Wanted to check the validity of a proof:
Claim:
Let $f:[a,b]\to\mathbb R$ be bounded. Then f is integrable if and only if there exists a sequence of partitions $P_n$ such that
$\lim_{n\to\infty}U(f,P_n)-L(f,P_n) = 0$
My attempt at a proof:
Suppose f is integrable $\implies \forall \epsilon > 0\exists$ a partition P such that $U(f,P) - L(f,P) < \epsilon$
Let $\epsilon = \frac{1}{n} , n \in\mathbb N$
Thus for each $n \in \mathbb N$ choose $P_n$ such that
$U(f,P_n) - L(f,P_n) < \frac{1}{n} =\epsilon$
Thus $\lim_{n\to\infty}U(f,P_n)-L(f,P_n) = 0$
Then proving the contrapositive:
Suppose $f$ is not integrable
$\implies U(f) $ does not equal $L(f)$
Thus $\forall n\in \mathbb N \exists \epsilon > 0$ such that
$U(f,P_n)-L(f,P_n) > \epsilon$
Thus the claim follows.
Any help and criticism is appreciated, thanks.
The if part is not correct. The contrapositive would be: if $f$ is not integrable, then there is $\textit{no}$ sequence of partitions with the advertised property.
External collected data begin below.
// Hive Provider: Ollama
//
// Ollama speaks its own newline-delimited-JSON wire format on `/api/chat`
// rather than OpenAI's SSE framing, and — per spec §4.B — never advertises
// tool support, so `complete_chat` is implemented only far enough to
// satisfy the trait; the orchestrator never calls it for this backend.

use super::{http_client, ChatMessage, ChatRequest, CompletionResult, Provider, TokenStream};
use crate::atoms::error::HiveError;
use async_trait::async_trait;
use futures_util::StreamExt;
use reqwest::Client;
use serde_json::{json, Value};
use tokio::sync::mpsc;
use tokio_stream::wrappers::ReceiverStream;

pub struct OllamaProvider {
    client: Client,
    base_url: String,
}

impl OllamaProvider {
    pub fn new(base_url: String) -> Self {
        // The shared default_base_url ends in "/v1" for the OpenAI-compat
        // registry entry; Ollama's native API lives one level up.
        let base_url = base_url.trim_end_matches("/v1").trim_end_matches('/').to_string();
        OllamaProvider {
            client: http_client(),
            base_url,
        }
    }

    fn format_messages(messages: &[ChatMessage]) -> Vec<Value> {
        messages
            .iter()
            .map(|m| json!({ "role": m.role, "content": m.content }))
            .collect()
    }

    fn parse_ndjson_line(line: &str) -> Option<(Option<String>, bool)> {
        let v: Value = serde_json::from_str(line).ok()?;
        let token = v["message"]["content"].as_str().map(|s| s.to_string());
        let done = v["done"].as_bool().unwrap_or(false);
        Some((token, done))
    }
}

#[async_trait]
impl Provider for OllamaProvider {
    fn default_model(&self) -> &str {
        "llama3.2"
    }

    fn supports_tools(&self) -> bool {
        false
    }

    async fn ping(&self) -> Result<(), HiveError> {
        self.client
            .get(format!("{}/api/tags", self.base_url))
            .send()
            .await?;
        Ok(())
    }

    async fn stream_chat(&self, request: &ChatRequest) -> Result<TokenStream, HiveError> {
        let body = json!({
            "model": request.model,
            "messages": Self::format_messages(&request.messages),
            "stream": true,
        });
        let response = self
            .client
            .post(format!("{}/api/chat", self.base_url))
            .json(&body)
            .send()
            .await?;
        if !response.status().is_success() {
            let text = response.text().await.unwrap_or_default();
            return Err(HiveError::provider_request("ollama", text));
        }

        let (tx, rx) = mpsc::channel::<Result<String, HiveError>>(32);
        tokio::spawn(async move {
            let mut bytes_stream = response.bytes_stream();
            let mut buffer = String::new();
            while let Some(chunk) = bytes_stream.next().await {
                let bytes = match chunk {
                    Ok(b) => b,
                    Err(e) => {
                        let _ = tx.send(Err(HiveError::Http(e))).await;
                        return;
                    }
                };
                buffer.push_str(&String::from_utf8_lossy(&bytes));
                while let Some(pos) = buffer.find('\n') {
                    let line = buffer[..pos].to_string();
                    buffer.drain(..=pos);
                    if line.trim().is_empty() {
                        continue;
                    }
                    match Self::parse_ndjson_line(&line) {
                        Some((Some(token), _)) if !token.is_empty() => {
                            if tx.send(Ok(token)).await.is_err() {
                                return;
                            }
                        }
                        Some((_, true)) => return,
                        _ => {}
                    }
                }
            }
        });

        Ok(Box::pin(ReceiverStream::new(rx)))
    }

    async fn complete_chat(&self, request: &ChatRequest) -> Result<CompletionResult, HiveError> {
        let body = json!({
            "model": request.model,
            "messages": Self::format_messages(&request.messages),
            "stream": false,
        });
        let response = self
            .client
            .post(format!("{}/api/chat", self.base_url))
            .json(&body)
            .send()
            .await?;
        let value: Value = response.json().await?;
        Ok(CompletionResult {
            content: value["message"]["content"].as_str().map(|s| s.to_string()),
            tool_calls: Vec::new(),
        })
    }
}

#[cfg(test)]
mod tests {
    use super::*;

    #[test]
    fn parse_ndjson_line_extracts_token_and_done() {
        let line = r#"{"message":{"content":"hi"},"done":false}"#;
        assert_eq!(
            OllamaProvider::parse_ndjson_line(line),
            Some((Some("hi".to_string()), false))
        );
    }

    #[test]
    fn parse_ndjson_final_line_sets_done() {
        let line = r#"{"message":{"content":""},"done":true}"#;
        let (_, done) = OllamaProvider::parse_ndjson_line(line).unwrap();
        assert!(done);
    }

    #[test]
    fn new_strips_openai_compat_v1_suffix() {
        let provider = OllamaProvider::new("http://localhost:11434/v1".to_string());
        assert_eq!(provider.base_url, "http://localhost:11434");
    }

    #[test]
    fn ollama_never_supports_tools() {
        let provider = OllamaProvider::new("http://localhost:11434".to_string());
        assert!(!provider.supports_tools());
    }
}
It is probably easier to do it directly: you need to show that if there exists a sequence of partitions $\{P_n\}$, with the advertised property, then $\int f$ exists. For this, just note that, for each integer $n\ge 0,$
$$L(P_n,f)\le \underline \int f\le \overline \int f\le U(P_n,f)$$